Find the Free Range Music Festival on Facebook:
Auburn Coach Wife Kristi Malzahn Agrees with Match & eHarmony: Men are Jerks
My advice is this: Settle! That's right. Don't worry about passion or intense connection. Don't nix a guy based on his annoying habit of yelling Bravo! in movie theaters. Overlook his halitosis or abysmal sense of aesthetics. Because if you want to have the infrastructure in place to have a family, settling is the way to go. Based on my observations, in fact, settling will probably make you happier in the long run, since many of those who marry with great expectations become more disillusioned with each passing year. (It's hard to maintain that level of zing when the conversation morphs into discussions about who's changing the diapers or balancing the checkbook.)
Obviously, I wasn't always an advocate of settling. In fact, it took not settling to make me realize that settling is the better option, and even though settling is a rampant phenomenon, talking about it in a positive light makes people profoundly uncomfortable. Whenever I make the case for settling, people look at me with creased brows of disapproval or frowns of disappointment, the way a child might look at an older sibling who just informed her that Jerry's Kids aren't going to walk, even if you send them money. It's not only politically incorrect to get behind settling, it's downright un-American. Our culture tells us to keep our eyes on the prize (while our mothers, who know better, tell us not to be so picky), and the theme of holding out for true love (whatever that is—look at the divorce rate) permeates our collective mentality.
Even situation comedies, starting in the 1970s with The Mary Tyler Moore Show and going all the way to Friends, feature endearing single women in the dating trenches, and there's supposed to be something romantic and even heroic about their search for true love. Of course, the crucial difference is that, whereas the earlier series begins after Mary has been jilted by her fiancé, the more modern-day Friends opens as Rachel Green leaves her nice-guy orthodontist fiancé at the altar simply because she isn't feeling it. But either way, in episode after episode, as both women continue to be unlucky in love, settling starts to look pretty darn appealing. Mary is supposed to be contentedly independent and fulfilled by her newsroom family, but in fact her life seems lonely. Are we to assume that at the end of the series, Mary, by then in her late 30s, found her soul mate after the lights in the newsroom went out and her work family was disbanded?

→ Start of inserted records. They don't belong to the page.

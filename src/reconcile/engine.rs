//! Present/absent state machine
//!
//! [`Reconciler::plan`] reads the remote resource and decides the
//! [`Transition`]; [`Reconciler::apply`] carries it out. Check mode shares
//! the planner and skips the apply side effects entirely.

use async_trait::async_trait;
use serde_json::{json, Value};

use super::drift::{Attribute, Diff};
use super::wait::{poll_until, Probe, WaitPolicy};
use crate::args::Params;
use crate::error::{ModuleError, Result};

#[derive(Debug, Clone, Copy, PartialEq, Eq)]
pub enum DesiredState {
    Present,
    Absent,
}

impl DesiredState {
    /// From the `state` parameter; anything but `absent` means present
    pub fn from_params(params: &Params) -> Self {
        match params.get_str("state") {
            Some("absent") => Self::Absent,
            _ => Self::Present,
        }
    }
}

/// Lifecycle status of a remote resource
#[derive(Debug, Clone, PartialEq, Eq)]
pub enum Readiness {
    Ready,
    Pending,
    Failed(String),
}

/// Per-resource hooks driven by the [`Reconciler`]
#[async_trait]
pub trait ResourceAdapter: Send + Sync {
    /// Resource kind, also the envelope key of the result
    fn kind(&self) -> &'static str;

    /// Name or id the resource is looked up by
    fn identity(&self) -> &str;

    /// Attributes whose drift is reconciled by [`ResourceAdapter::update`]
    fn updatable(&self) -> &'static [Attribute] {
        &[]
    }

    /// Attributes whose drift cannot be reconciled in place
    fn non_updatable(&self) -> &'static [Attribute] {
        &[]
    }

    fn supports_update(&self) -> bool {
        true
    }

    /// Current remote resource, `None` if it does not exist
    async fn find(&self) -> Result<Option<Value>>;

    /// Attributes to create the resource with. Related resources are
    /// resolved here, so a missing one fails before anything is mutated.
    async fn creation_bundle(&self) -> Result<Value>;

    async fn create(&self, bundle: &Value) -> Result<Value>;

    async fn update(&self, existing: &Value, diff: &Diff) -> Result<Value> {
        let _ = (existing, diff);
        Err(ModuleError::internal(format!("{} does not support update", self.kind())))
    }

    async fn delete(&self, existing: &Value) -> Result<()>;

    /// Re-read a resource; `None` once it is gone
    async fn refresh(&self, resource: &Value) -> Result<Option<Value>>;

    fn readiness(&self, resource: &Value) -> Readiness {
        let _ = resource;
        Readiness::Ready
    }
}

/// Decided action
#[derive(Debug, Clone, PartialEq)]
pub enum Transition {
    Noop { existing: Option<Value> },
    Create { bundle: Value },
    Update { existing: Value, diff: Diff },
    Delete { existing: Value },
}

impl Transition {
    pub fn changed(&self) -> bool {
        !matches!(self, Transition::Noop { .. })
    }

    pub fn name(&self) -> &'static str {
        match self {
            Transition::Noop { .. } => "none",
            Transition::Create { .. } => "create",
            Transition::Update { .. } => "update",
            Transition::Delete { .. } => "delete",
        }
    }

    /// `{before, after}` for diff mode
    fn diff(&self, resource: Option<&Value>) -> Value {
        match self {
            Transition::Noop { existing } => {
                let v = existing.clone().unwrap_or(Value::Null);
                json!({ "before": v, "after": v })
            }
            Transition::Create { bundle } => {
                json!({ "before": Value::Null, "after": resource.unwrap_or(bundle) })
            }
            Transition::Update { diff, .. } => json!({ "before": diff.before(), "after": diff.after() }),
            Transition::Delete { existing } => json!({ "before": existing, "after": Value::Null }),
        }
    }
}

/// Outcome of one reconcile
#[derive(Debug, Clone, PartialEq)]
pub struct Reconciled {
    pub changed: bool,
    /// Remote representation after reconciliation; `None` when absent
    pub resource: Option<Value>,
    pub diff: Value,
}

pub struct Reconciler<'a, A: ResourceAdapter + ?Sized> {
    adapter: &'a A,
    check_mode: bool,
    wait: WaitPolicy,
}

impl<'a, A: ResourceAdapter + ?Sized> Reconciler<'a, A> {
    pub fn new(adapter: &'a A, check_mode: bool, wait: WaitPolicy) -> Self {
        Self {
            adapter,
            check_mode,
            wait,
        }
    }

    /// Plan, then apply unless in check mode
    pub async fn reconcile(&self, state: DesiredState, params: &Params) -> Result<Reconciled> {
        let transition = self.plan(state, params).await?;
        self.apply(transition).await
    }

    pub async fn plan(&self, state: DesiredState, params: &Params) -> Result<Transition> {
        let kind = self.adapter.kind();
        let identity = self.adapter.identity();
        let existing = self.adapter.find().await?;

        let transition = match (existing, state) {
            (None, DesiredState::Absent) => Transition::Noop { existing: None },
            (Some(existing), DesiredState::Absent) => Transition::Delete { existing },
            (None, DesiredState::Present) => Transition::Create {
                bundle: self.adapter.creation_bundle().await?,
            },
            (Some(existing), DesiredState::Present) => {
                let frozen = Diff::compute(self.adapter.non_updatable(), params, &existing, true);
                if !frozen.is_empty() {
                    return Err(ModuleError::conflict(format!(
                        "{} '{}': {} cannot be changed in place, delete and recreate the resource",
                        kind,
                        identity,
                        frozen.describe()
                    )));
                }

                let diff = Diff::compute(self.adapter.updatable(), params, &existing, false);
                if diff.is_empty() {
                    Transition::Noop {
                        existing: Some(existing),
                    }
                } else if !self.adapter.supports_update() {
                    return Err(ModuleError::conflict(format!(
                        "{} '{}' cannot be updated ({}), delete and recreate the resource",
                        kind,
                        identity,
                        diff.describe()
                    )));
                } else {
                    Transition::Update { existing, diff }
                }
            }
        };

        tracing::info!(
            "{} '{}': planned {}{}",
            kind,
            identity,
            transition.name(),
            if self.check_mode { " (check mode)" } else { "" }
        );
        Ok(transition)
    }

    pub async fn apply(&self, transition: Transition) -> Result<Reconciled> {
        if self.check_mode {
            let resource = match &transition {
                Transition::Noop { existing } => existing.clone(),
                Transition::Update { existing, .. } | Transition::Delete { existing } => Some(existing.clone()),
                Transition::Create { .. } => None,
            };
            return Ok(Reconciled {
                changed: transition.changed(),
                diff: transition.diff(None),
                resource,
            });
        }

        let kind = self.adapter.kind();
        let identity = self.adapter.identity();

        let resource = match &transition {
            Transition::Noop { existing } => existing.clone(),
            Transition::Create { bundle } => {
                tracing::info!("Creating {} '{}'", kind, identity);
                let created = self.adapter.create(bundle).await?;
                if self.wait.enabled {
                    let ready = self.await_ready(&created).await.map_err(|e| {
                        e.map_reason(|r| format!("{} '{}' was created but {}", kind, identity, r))
                    })?;
                    Some(ready)
                } else {
                    Some(created)
                }
            }
            Transition::Update { existing, diff } => {
                tracing::info!("Updating {} '{}': {}", kind, identity, diff.describe());
                let updated = self.adapter.update(existing, diff).await?;
                if self.wait.enabled {
                    let ready = self.await_ready(&updated).await.map_err(|e| {
                        e.map_reason(|r| format!("{} '{}' was updated but {}", kind, identity, r))
                    })?;
                    Some(ready)
                } else {
                    Some(updated)
                }
            }
            Transition::Delete { existing } => {
                tracing::info!("Deleting {} '{}'", kind, identity);
                self.adapter.delete(existing).await?;
                if self.wait.enabled {
                    self.await_gone(existing).await.map_err(|e| {
                        e.map_reason(|r| format!("deletion of {} '{}' was accepted but {}", kind, identity, r))
                    })?;
                }
                None
            }
        };

        Ok(Reconciled {
            changed: transition.changed(),
            diff: transition.diff(resource.as_ref()),
            resource,
        })
    }

    async fn await_ready(&self, resource: &Value) -> Result<Value> {
        let adapter = self.adapter;
        poll_until(&self.wait, "ready state", move || async move {
            let Some(current) = adapter.refresh(resource).await? else {
                return Err(ModuleError::not_found("resource disappeared while waiting for it"));
            };
            match adapter.readiness(&current) {
                Readiness::Ready => Ok(Probe::Done(current)),
                Readiness::Pending => Ok(Probe::Pending),
                Readiness::Failed(status) => {
                    Err(ModuleError::connectivity(format!("resource entered status {}", status)))
                }
            }
        })
        .await
    }

    async fn await_gone(&self, resource: &Value) -> Result<()> {
        let adapter = self.adapter;
        poll_until(&self.wait, "removal", move || async move {
            Ok(match adapter.refresh(resource).await? {
                None => Probe::Done(()),
                Some(_) => Probe::Pending,
            })
        })
        .await
    }
}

If her experience was anything like mine or that of my single friends, it's unlikely.
And while Rachel and her supposed soul mate, Ross, finally get together (for the umpteenth time) in the finale of Friends, do we feel confident that she'll be happier with Ross than she would have been had she settled down with Barry, the orthodontist, 10 years earlier? She and Ross have passion but have never had long-term stability, and the fireworks she experiences with him but not with Barry might actually turn out to be a liability, given how many times their relationship has already gone up in flames. It's equally questionable whether Sex and the City's Carrie Bradshaw, who cheated on her kindhearted and generous boyfriend, Aidan, only to end up with the more exciting but self-absorbed Mr. Big, will be better off in the framework of marriage and family. (Some time after the breakup, when Carrie ran into Aidan on the street, he was carrying his infant in a Baby Björn. Can anyone imagine Mr. Big walking around with a Björn?)